**WORK ORDER**
Only the lines holding "impl" are wanted. Copy every one from the records below.

**RECORDS PROVIDED**
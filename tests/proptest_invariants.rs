//! Property-based tests for allocation, diff, and replay invariants.
//!
//! These tests use proptest to verify that key invariants hold
//! across randomly generated snapshots and portfolios.

use capweight::allocation::capped_weights;
use capweight::{
    Action, AllocationConfig, Asset, AssetId, CashPolicy, Holdings, Snapshot, SnapshotHistory,
    SimulationConfig, apply_trades, compute_targets, compute_trades, simulate,
};
use proptest::prelude::*;

const EPS: f64 = 1e-9;

/// Generate a positive market cap spanning several orders of magnitude
fn market_cap_strategy() -> impl Strategy<Value = f64> {
    (1u32..=1_000_000u32).prop_map(|m| m as f64 * 1_000.0)
}

/// Generate a positive price
fn price_strategy() -> impl Strategy<Value = f64> {
    (1u32..=1_000_000u32).prop_map(|p| p as f64 / 100.0)
}

/// Generate a snapshot of 1..=30 distinct assets
fn snapshot_strategy() -> impl Strategy<Value = Snapshot> {
    prop::collection::vec((price_strategy(), market_cap_strategy()), 1..=30).prop_map(|rows| {
        let assets = rows
            .into_iter()
            .enumerate()
            .map(|(i, (price, mc))| Asset::new(&format!("C{i}"), "Coin", price, mc))
            .collect();
        Snapshot::new(assets).unwrap()
    })
}

/// Generate a cap in (0, 1]
fn cap_strategy() -> impl Strategy<Value = f64> {
    (1u32..=100u32).prop_map(|c| c as f64 / 100.0)
}

fn relative_eq(a: f64, b: f64) -> bool {
    (a - b).abs() <= 1e-6 * a.abs().max(b.abs()).max(1.0)
}

proptest! {
    #![proptest_config(ProptestConfig::with_cases(500))]

    // ========================================================================
    // ALLOCATION INVARIANTS
    // ========================================================================

    /// Uncapped targets sum to exactly 1
    #[test]
    fn uncapped_targets_sum_to_one(snap in snapshot_strategy(), num in 1usize..=40) {
        let targets = compute_targets(&snap, |_| true, &AllocationConfig::new(num)).unwrap();
        prop_assert!(!targets.is_empty());
        prop_assert!((targets.total_allocation() - 1.0).abs() < EPS,
            "sum = {}", targets.total_allocation());
    }

    /// No capped weight exceeds the cap, and the loop stays within N rounds
    #[test]
    fn cap_respected_within_bound(
        caps in prop::collection::vec(market_cap_strategy(), 1..=40),
        max in cap_strategy(),
    ) {
        let (weights, rounds) = capped_weights(&caps, max).unwrap();
        prop_assert!(rounds <= caps.len().max(1), "rounds {} > {}", rounds, caps.len());
        for w in &weights {
            prop_assert!(*w <= max + EPS, "weight {} above cap {}", w, max);
            prop_assert!(*w >= 0.0);
        }

        let sum: f64 = weights.iter().sum();
        if caps.len() as f64 * max >= 1.0 {
            // Feasible: the cap binds without losing weight
            prop_assert!((sum - 1.0).abs() < 1e-6, "sum = {}", sum);
        } else {
            prop_assert!(sum <= 1.0 + EPS);
        }
    }

    /// Capping never reorders assets: bigger market cap, no smaller weight
    #[test]
    fn capping_preserves_rank(
        caps in prop::collection::vec(market_cap_strategy(), 2..=20),
        max in cap_strategy(),
    ) {
        let (weights, _) = capped_weights(&caps, max).unwrap();
        for i in 0..caps.len() {
            for j in 0..caps.len() {
                if caps[i] > caps[j] {
                    prop_assert!(weights[i] >= weights[j] - EPS);
                }
            }
        }
    }

    /// The tradeable set is the top N by market cap, in descending order
    #[test]
    fn tradeable_set_is_top_n(snap in snapshot_strategy(), num in 1usize..=40) {
        let targets = compute_targets(&snap, |_| true, &AllocationConfig::new(num)).unwrap();
        let tradeable = snap.assets().iter().filter(|a| !a.is_cash()).count();
        prop_assert_eq!(targets.len(), num.min(tradeable));

        let caps: Vec<f64> = targets.iter().map(|r| r.asset.market_cap).collect();
        prop_assert!(caps.windows(2).all(|w| w[0] >= w[1]));
        prop_assert!(targets.iter().all(|r| !r.asset.id.is_cash()));
    }

    // ========================================================================
    // DIFF INVARIANTS
    // ========================================================================

    /// Holdings disjoint from the tradeable set are each sold exactly once
    #[test]
    fn full_liquidation_coverage(
        snap in snapshot_strategy(),
        coins in prop::collection::vec(0u32..1000, 30),
    ) {
        // Target only the largest asset; hold everything else
        let targets = compute_targets(&snap, |_| true, &AllocationConfig::new(1)).unwrap();
        let mut holdings = Holdings::new(0.0);
        for (asset, &c) in snap.assets().iter().filter(|a| !a.is_cash()).zip(&coins) {
            if !targets.contains(&asset.id) {
                holdings.set_coins(asset.id.clone(), c as f64);
            }
        }

        let plan = compute_trades(&targets, &holdings, &snap).unwrap();
        for (id, c) in holdings.positions() {
            let matching: Vec<_> = plan.trades.iter().filter(|t| &t.id == id).collect();
            prop_assert_eq!(matching.len(), 1, "{} appears {} times", id, matching.len());
            prop_assert_eq!(matching[0].action, Action::Sell);
            prop_assert_eq!(matching[0].target_coins, 0.0);
            prop_assert_eq!(matching[0].current_coins, c);
        }
    }

    /// Every trade id is unique and no trade is for cash
    #[test]
    fn no_double_counting(
        snap in snapshot_strategy(),
        num in 1usize..=10,
        coins in prop::collection::vec(0u32..1000, 30),
        cash in 0u32..100_000,
    ) {
        let targets = compute_targets(&snap, |_| true, &AllocationConfig::new(num)).unwrap();
        let mut holdings = Holdings::new(cash as f64);
        for (asset, &c) in snap.assets().iter().filter(|a| !a.is_cash()).zip(&coins) {
            holdings.set_coins(asset.id.clone(), c as f64);
        }

        let plan = compute_trades(&targets, &holdings, &snap).unwrap();
        let mut ids: Vec<&AssetId> = plan.trades.iter().map(|t| &t.id).collect();
        ids.sort();
        let before = ids.len();
        ids.dedup();
        prop_assert_eq!(ids.len(), before);
        prop_assert!(plan.trades.iter().all(|t| !t.id.is_cash()));

        // One trade per targeted asset, plus one per uncovered nonzero holding
        let uncovered = holdings.positions().filter(|(id, _)| !targets.contains(id)).count();
        prop_assert_eq!(plan.len(), targets.len() + uncovered);
    }

    // ========================================================================
    // CONSERVATION INVARIANTS
    // ========================================================================

    /// Trading at one snapshot's prices neither creates nor destroys value
    #[test]
    fn monetary_conservation(
        snap in snapshot_strategy(),
        num in 1usize..=10,
        max in cap_strategy(),
        coins in prop::collection::vec(0u32..1000, 30),
        cash in 0u32..100_000,
    ) {
        let config = AllocationConfig::new(num).with_max_allocation(max);
        let targets = compute_targets(&snap, |_| true, &config).unwrap();
        let mut holdings = Holdings::new(cash as f64);
        for (asset, &c) in snap.assets().iter().filter(|a| !a.is_cash()).zip(&coins) {
            holdings.set_coins(asset.id.clone(), c as f64);
        }

        let plan = compute_trades(&targets, &holdings, &snap).unwrap();
        let pre = plan.account_value;
        prop_assert!(relative_eq(pre, holdings.total_value(&snap).unwrap()));

        let post = apply_trades(&mut holdings, &plan.trades, CashPolicy::NonNegative).unwrap();
        prop_assert!(relative_eq(pre, post), "pre {} != post {}", pre, post);
        prop_assert!(relative_eq(post, holdings.total_value(&snap).unwrap()));
        prop_assert!(holdings.cash() >= 0.0);
        prop_assert!(holdings.positions().all(|(_, c)| c >= 0.0));
    }

    /// A replay keeps every period's pre and post values equal and cash non-negative
    #[test]
    fn replay_conserves_per_period(
        snaps in prop::collection::vec(snapshot_strategy(), 1..=8),
        num in 1usize..=5,
        stride in 1usize..=3,
    ) {
        // Later periods may drop assets held earlier; keep the universe fixed
        let universe: Vec<&Asset> = snaps[0].assets().iter().filter(|a| !a.is_cash()).collect();
        let history: SnapshotHistory = snaps
            .iter()
            .enumerate()
            .map(|(i, s)| {
                let quotes: Vec<&Asset> = s.assets().iter().filter(|a| !a.is_cash()).collect();
                let assets = universe
                    .iter()
                    .zip(quotes.iter().cycle())
                    .map(|(u, q)| Asset { price: q.price, market_cap: q.market_cap, ..(*u).clone() })
                    .collect();
                (format!("2018-{:02}-01", i + 1), Snapshot::new(assets).unwrap())
            })
            .collect();

        let config = SimulationConfig::new(AllocationConfig::new(num), 1_000.0).with_stride(stride);
        let report = simulate(&history, |_| true, config).unwrap();

        prop_assert!(report.is_complete());
        prop_assert_eq!(report.periods.len(), snaps.len().div_ceil(stride));
        for p in &report.periods {
            prop_assert!(relative_eq(p.pre_trade_value, p.post_trade_value),
                "{}: pre {} != post {}", p.period, p.pre_trade_value, p.post_trade_value);
        }
        prop_assert!(report.final_holdings.cash() >= 0.0);
    }
}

**ANSWER FOR THE TASK**
fn market_cap_strategy() -> impl Strategy<Value = f64> {
fn price_strategy() -> impl Strategy<Value = f64> {
fn snapshot_strategy() -> impl Strategy<Value = Snapshot> {
fn cap_strategy() -> impl Strategy<Value = f64> {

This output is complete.